The Offshore Voluntary Disclosure Program Ends September 28, 2018. What happens next?
By of MillarLaw A Professional Corporation On Sunday, September 2, 2018
The end of the Offshore Voluntary Disclosure Program (“OVDP”) may mean nothing at all to the hard core taxpayers who will never voluntarily come forward. For many of those individuals. who chose the “wrong” foreign financial institution or financial advisor the prospect of paying fifty percent (50%) of the highest account balance in the preceding eight (8) years has never been acceptable. During meeting s with several such potential clients the universal feeling was that they would rather risk being caught then paying a fifty percent FBAR penalty. For those individuals, I would like to point out that Paul Manafort never thought that he would get caught and prosecuted either. Not all OVDP cases are “fifty percent” cases, in fact the vast majority of the cases I have handled have not been. But after September 28, 2018 the method of coming forward and the attendant costs are murky.
The IRS has announced that the long standing Voluntary Disclosure process will be available to those taxpayers who wish to come forward. The process does not define the terms and conditions under which a taxpayer will avoid criminal prosecution exchange for disclosure of previously unreported foreign accounts except to require payment of all tax and interest on unreported income. Penalties are left open to be determined. The IRS needs to make the value proposition clear or it may face an unreasonable enforcement burden.
The IRS will continue to be responsible for enforcement of the disclosure laws under the Bank Secrecy Act (relating to FBARS) and under the Internal Revenue Code . The information about taxpayers with foreign financial accounts is being provided to the IRS by foreign financial institutions under the Foreign Account Tax Compliance Act (“FATCA”). The FATCA Reports disclose to the IRS the pertinent information about non-compliant U.S. taxpayers. Non-complaint taxpayers are those who are account holders , or beneficial owners of the account, who refuse to provide information requested by the institution about whether they are or are not U.S. persons. Many of these people are “dual nationals ” . It is widely believed that the IRS will match the list of “non-compliant” taxpayers with other databases to determine its future candidates for enforcement programs. Which brings me to the crux of the matter. What options will taxpayers have after September 28 ?
There is one thought that is popular among government officials that there is no need to do anything other than discover the procrastinators and enforce the law. That means rigorous audits of people on the “non-compliant” lists followed by imposition of the maximum FBAR penalties (the greater of $100,000 or 50% of the highest balance per year for up to 6 years) and assertion of all other applicable penalties under the Internal Revenue Code. Such penalties include the 75% Civil Fraud Penalty, and the Information Return Penalties. The Criminal Investigation Division will selectively recommend prosecution. The government has a 95% conviction rate in criminal tax cases. Often as in the Manafort case, Money Laundering charges are added which enhance sentencing.
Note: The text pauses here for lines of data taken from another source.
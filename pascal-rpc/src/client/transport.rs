// Copyright (C) 2025 The pascal-rs Authors.
//
// client/transport.rs file belongs to the pascal-rs project and is free
// software distributed under the MIT software license, see the
// accompanying file LICENSE in the main directory of the
// repository or http://www.opensource.org/licenses/mit-license.php
// for more details.
//
// Redistribution and use in source and binary forms with or without
// modifications are permitted.

use super::models::RpcRequest;
use async_trait::async_trait;
use pascal_config::EndPoint;
use reqwest::Client;
use std::time::Duration;
use thiserror::Error;
use tracing::trace;

/// Failure to deliver a request or read its response body.
#[derive(Error, Debug, Clone, PartialEq, Eq)]
#[error("request to {endpoint} failed: {message}")]
pub struct TransportError {
    /// Endpoint the request was sent to.
    pub endpoint: String,
    /// Underlying error message.
    pub message: String,
}

impl TransportError {
    pub fn new(endpoint: impl Into<String>, message: impl Into<String>) -> Self {
        Self {
            endpoint: endpoint.into(),
            message: message.into(),
        }
    }
}

/// Delivers a JSON-RPC request to one endpoint and returns the raw body.
///
/// Implementations must not interpret the body; error objects are handled by
/// the dispatcher.
#[async_trait]
pub trait Transport: Send + Sync {
    async fn request(
        &self,
        request: &RpcRequest,
        endpoint: &EndPoint,
    ) -> Result<String, TransportError>;
}

/// HTTP transport backed by `reqwest`.
///
/// Requests are POSTed as JSON to the endpoint URL. The body is returned for
/// any HTTP status since nodes report failures inside the JSON payload.
#[derive(Clone, Debug)]
pub struct HttpTransport {
    http_client: Client,
}

impl HttpTransport {
    /// Builds a transport whose requests time out after `timeout`.
    ///
    /// # Errors
    ///
    /// Returns the `reqwest` error if the HTTP client cannot be built.
    pub fn new(timeout: Duration) -> Result<Self, reqwest::Error> {
        let http_client = Client::builder().timeout(timeout).build()?;
        Ok(Self { http_client })
    }

    /// Wraps an existing HTTP client.
    #[must_use]
    pub const fn with_client(http_client: Client) -> Self {
        Self { http_client }
    }
}

#[async_trait]
impl Transport for HttpTransport {
    async fn request(
        &self,
        request: &RpcRequest,
        endpoint: &EndPoint,
    ) -> Result<String, TransportError> {
        let failed = |e: reqwest::Error| TransportError::new(endpoint.to_string(), e.to_string());

        let response = self
            .http_client
            .post(endpoint.url().clone())
            .json(request)
            .send()
            .await
            .map_err(failed)?;

        trace!(
            target: "pascal_rpc::transport",
            status = %response.status(),
            endpoint = %endpoint,
            "response received"
        );

        response.text().await.map_err(failed)
    }
}

#[cfg(test)]
mod tests {
    use super::*;
    use crate::client::params::RpcParams;
    use mockito::{Matcher, Server};
    use pascal_config::{EndPoint, Scheme};
    use std::net::TcpListener;

    fn localhost_binding_permitted() -> bool {
        TcpListener::bind("127.0.0.1:0").is_ok()
    }

    fn endpoint_for(server: &Server) -> EndPoint {
        let address = server.host_with_port();
        let (host, port) = address.rsplit_once(':').expect("host:port");
        EndPoint::new(host, port.parse().expect("port"), Scheme::Http).expect("endpoint")
    }

    #[tokio::test]
    async fn posts_json_envelope_and_returns_body() {
        if !localhost_binding_permitted() {
            return;
        }
        let mut server = Server::new_async().await;
        let body = r#"{"jsonrpc":"2.0","id":7,"result":12345}"#;
        let _m = server
            .mock("POST", "/")
            .match_header("content-type", "application/json")
            .match_body(Matcher::Regex(
                r#""id"\s*:\s*7.*"jsonrpc"\s*:\s*"2.0".*"method"\s*:\s*"getblockcount""#
                    .to_string(),
            ))
            .with_status(200)
            .with_body(body)
            .create_async()
            .await;

        let transport = HttpTransport::new(Duration::from_secs(5)).expect("transport");
        let request = RpcRequest::new(7, "getblockcount", RpcParams::new().prepare());
        let text = transport
            .request(&request, &endpoint_for(&server))
            .await
            .expect("body");
        assert_eq!(text, body);
    }

    #[tokio::test]
    async fn non_success_status_still_returns_body() {
        if !localhost_binding_permitted() {
            return;
        }
        let mut server = Server::new_async().await;
        let body = r#"{"jsonrpc":"2.0","id":1,"error":{"code":100,"message":"boom"}}"#;
        let _m = server
            .mock("POST", "/")
            .with_status(500)
            .with_body(body)
            .create_async()
            .await;

        let transport = HttpTransport::new(Duration::from_secs(5)).expect("transport");
        let request = RpcRequest::new(1, "nodestatus", RpcParams::new().prepare());
        let text = transport
            .request(&request, &endpoint_for(&server))
            .await
            .expect("body");
        assert_eq!(text, body);
    }

    #[tokio::test]
    async fn unreachable_endpoint_is_a_transport_error() {
        if !localhost_binding_permitted() {
            return;
        }
        // Bind then drop to get a port with nothing listening.
        let port = TcpListener::bind("127.0.0.1:0")
            .expect("bind")
            .local_addr()
            .expect("addr")
            .port();
        let endpoint = EndPoint::new("127.0.0.1", port, Scheme::Http).expect("endpoint");

        let transport = HttpTransport::new(Duration::from_secs(2)).expect("transport");
        let request = RpcRequest::new(1, "nodestatus", RpcParams::new().prepare());
        let err = transport
            .request(&request, &endpoint)
            .await
            .expect_err("nothing listens on the port");
        assert_eq!(err.endpoint, endpoint.to_string());
        assert!(!err.message.is_empty());
    }
}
The prospect for the future for taxpayers who “willfully” failed to disclose their foreign financial accounts and report the income are likely to be unpleasant. For those taxpayers who can certify under penalties of perjury that their conduct was non-willful, the Streamline Domestic and Streamline Non-resident Programs will continue. The future is no bleak for these taxpayers, if they act with reasonable speed. An example of such a person is a U.S. taxpayer living and working offshore who had a personal account in a foreign financial institution and who reported the interest and dividend income on the account on his/her income tax return, but who failed to file an FBAR. There are, of course, other facts and circumstance where a Streamline filing is appropriate.
The post September 28, 2018 environment promises to be challenging and loaded with enforcement initiatives. We will, of course be ready to provide professional assistance in dealing with the new challenges.